* Exercise requirements
Go through the listing below and show each line that has the word "TextField".

* Material to process
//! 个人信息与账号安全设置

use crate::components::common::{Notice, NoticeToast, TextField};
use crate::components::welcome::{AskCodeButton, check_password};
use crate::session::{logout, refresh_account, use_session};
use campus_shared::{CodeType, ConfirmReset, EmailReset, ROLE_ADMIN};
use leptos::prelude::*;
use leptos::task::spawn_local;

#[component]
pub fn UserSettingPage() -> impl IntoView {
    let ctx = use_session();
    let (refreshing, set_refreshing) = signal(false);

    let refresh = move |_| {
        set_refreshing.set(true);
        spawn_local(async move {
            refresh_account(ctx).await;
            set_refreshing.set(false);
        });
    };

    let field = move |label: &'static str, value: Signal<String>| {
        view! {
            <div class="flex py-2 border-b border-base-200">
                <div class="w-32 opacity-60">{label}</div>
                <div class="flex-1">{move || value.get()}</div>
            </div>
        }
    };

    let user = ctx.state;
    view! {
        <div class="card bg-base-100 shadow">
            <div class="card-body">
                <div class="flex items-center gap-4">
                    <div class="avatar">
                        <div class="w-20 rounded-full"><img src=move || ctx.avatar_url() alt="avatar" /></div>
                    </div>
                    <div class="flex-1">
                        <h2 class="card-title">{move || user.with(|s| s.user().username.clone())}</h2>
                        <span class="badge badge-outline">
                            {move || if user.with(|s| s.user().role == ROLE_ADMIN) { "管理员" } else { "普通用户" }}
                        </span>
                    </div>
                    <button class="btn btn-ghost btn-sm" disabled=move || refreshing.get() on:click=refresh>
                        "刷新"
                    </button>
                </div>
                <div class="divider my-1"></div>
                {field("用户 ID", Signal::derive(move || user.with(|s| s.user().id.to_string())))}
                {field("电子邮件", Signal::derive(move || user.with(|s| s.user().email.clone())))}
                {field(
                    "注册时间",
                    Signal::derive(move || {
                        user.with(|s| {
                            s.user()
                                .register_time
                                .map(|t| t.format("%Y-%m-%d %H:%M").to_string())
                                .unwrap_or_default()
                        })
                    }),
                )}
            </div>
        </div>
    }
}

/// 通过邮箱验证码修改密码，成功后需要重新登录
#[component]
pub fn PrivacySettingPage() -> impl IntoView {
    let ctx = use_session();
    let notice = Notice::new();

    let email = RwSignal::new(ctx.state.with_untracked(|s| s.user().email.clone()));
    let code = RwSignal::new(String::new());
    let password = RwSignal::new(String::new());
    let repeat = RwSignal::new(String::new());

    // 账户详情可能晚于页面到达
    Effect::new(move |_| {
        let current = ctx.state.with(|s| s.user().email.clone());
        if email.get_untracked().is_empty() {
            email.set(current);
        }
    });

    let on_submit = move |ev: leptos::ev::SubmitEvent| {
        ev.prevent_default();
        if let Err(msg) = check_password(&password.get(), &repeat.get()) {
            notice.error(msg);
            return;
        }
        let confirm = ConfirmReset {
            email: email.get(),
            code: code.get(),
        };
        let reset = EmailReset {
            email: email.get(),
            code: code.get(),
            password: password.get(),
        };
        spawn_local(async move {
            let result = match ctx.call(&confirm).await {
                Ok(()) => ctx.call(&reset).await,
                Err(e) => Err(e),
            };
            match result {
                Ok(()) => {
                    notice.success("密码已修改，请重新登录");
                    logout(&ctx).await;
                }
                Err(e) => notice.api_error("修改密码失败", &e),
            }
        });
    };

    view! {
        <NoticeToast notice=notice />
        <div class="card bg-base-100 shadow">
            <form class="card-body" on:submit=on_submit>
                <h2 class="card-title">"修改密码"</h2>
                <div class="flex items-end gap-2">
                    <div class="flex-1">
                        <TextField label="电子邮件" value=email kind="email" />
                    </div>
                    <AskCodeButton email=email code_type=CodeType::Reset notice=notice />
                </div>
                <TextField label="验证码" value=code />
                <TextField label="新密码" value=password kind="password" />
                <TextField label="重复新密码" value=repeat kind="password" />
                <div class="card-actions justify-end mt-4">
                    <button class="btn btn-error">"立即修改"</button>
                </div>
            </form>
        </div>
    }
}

* Result
use crate::components::common::{Notice, NoticeToast, TextField};
                        <TextField label="电子邮件" value=email kind="email" />
                <TextField label="验证码" value=code />
                <TextField label="新密码" value=password kind="password" />
                <TextField label="重复新密码" value=repeat kind="password" />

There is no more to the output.